Phoneline for Psychological Help while Waiting for the Bus

By Fiona Howard on December 05, 2011

Since 2008, a phoneline lead by clinical consultant psychologist Jim White has been helping anxious people fight the stigma brought about by mental illness. The said service is being offered in a deprived area in southeast Glasgow. Today, there are around 2,000 calls that were received by the said phoneline.

This project has been designed for people who want to seek help without having to see the GP in person. Basically, not all have the courage to talk about mental illness.

It was found that callers usually call during lunch break or while they’re waiting for the bus. This phone consultation offers a call-back service on the same day that the advice was given to the caller.

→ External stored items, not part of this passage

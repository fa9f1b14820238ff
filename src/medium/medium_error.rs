//! Error types for backing medium operations.
//!
//! This module provides error handling for opening a medium (device or image file)
//! and reading sectors from it.

use std::io;
use std::path::PathBuf;
use thiserror;

/// Represents errors that can occur while accessing a backing medium.
#[derive(thiserror::Error, Debug)]
pub enum MediumError {
    /// Wraps an I/O error that occurred during medium operations.
    #[error("I/O error: {0}")]
    Io(io::Error),
    /// Fewer bytes than requested were returned by the medium.
    #[error("Short read at LSN {lsn}: expected {expected} bytes, got {actual}")]
    ShortRead {
        lsn: u32,
        expected: usize,
        actual: usize,
    },
    /// The path is neither a device node nor a raw CD image.
    #[error("{} is not a CD-ROM device or raw CD image", .0.display())]
    NotADevice(PathBuf),
    /// The path does not hold an ISO9660 volume descriptor.
    #[error("{} is not an ISO9660 image", .0.display())]
    NotAnImage(PathBuf),
    /// Neither the device nor the image interpretation of the path succeeded.
    #[error("Could not open {} as a CD-ROM device or ISO9660 image", .0.display())]
    UnsupportedMedium(PathBuf),
}

/// Converts standard I/O errors into MediumError.
impl From<io::Error> for MediumError {
    fn from(err: io::Error) -> Self {
        MediumError::Io(err)
    }
}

The idea behind the project is that people who suffer from serious psychological problems such as depression, anxiety, sexual abuse, and so on can provide their details on a dedicated phone line which will be answered by professional GPs. This initiative forms part of the STEPS, a program that is aims to help people cope with stress and related problems.

To provide help, the clinician or counsellor will ring the callers back to offer them more comprehensive programs or services that suit their needs. People are called back within 9 hours from their initial call and because of this; they are helped in a timely manner. This scheme also motivates people to seek professional help in the future problems.

According to Dr White, 50% of people suffering from mental illness choose the phone line service instead of meeting face to face with a GP. Another advantage of this kind of service is that people can choose the best time that is most convenient to them. They will also not bother to go out or leave work just to consult a counsellor.

Rush of calls usually happen at night when people have more time to talk over the phone and can’t sleep. Dr White added that this service is an effective and less complicated approach especially for people in disadvantaged areas. He said "In more deprived areas there is a stigma about mental health problems and people don’t always want to go and see their GP and be seen in the waiting room”.

Dr White believes that other healthcare institutions should also adopt this phoneline to provide faster and more helpful services to people who are in need of professional help and support.

According to the NHS Confederation, there are many other institutions in England implementing the same project.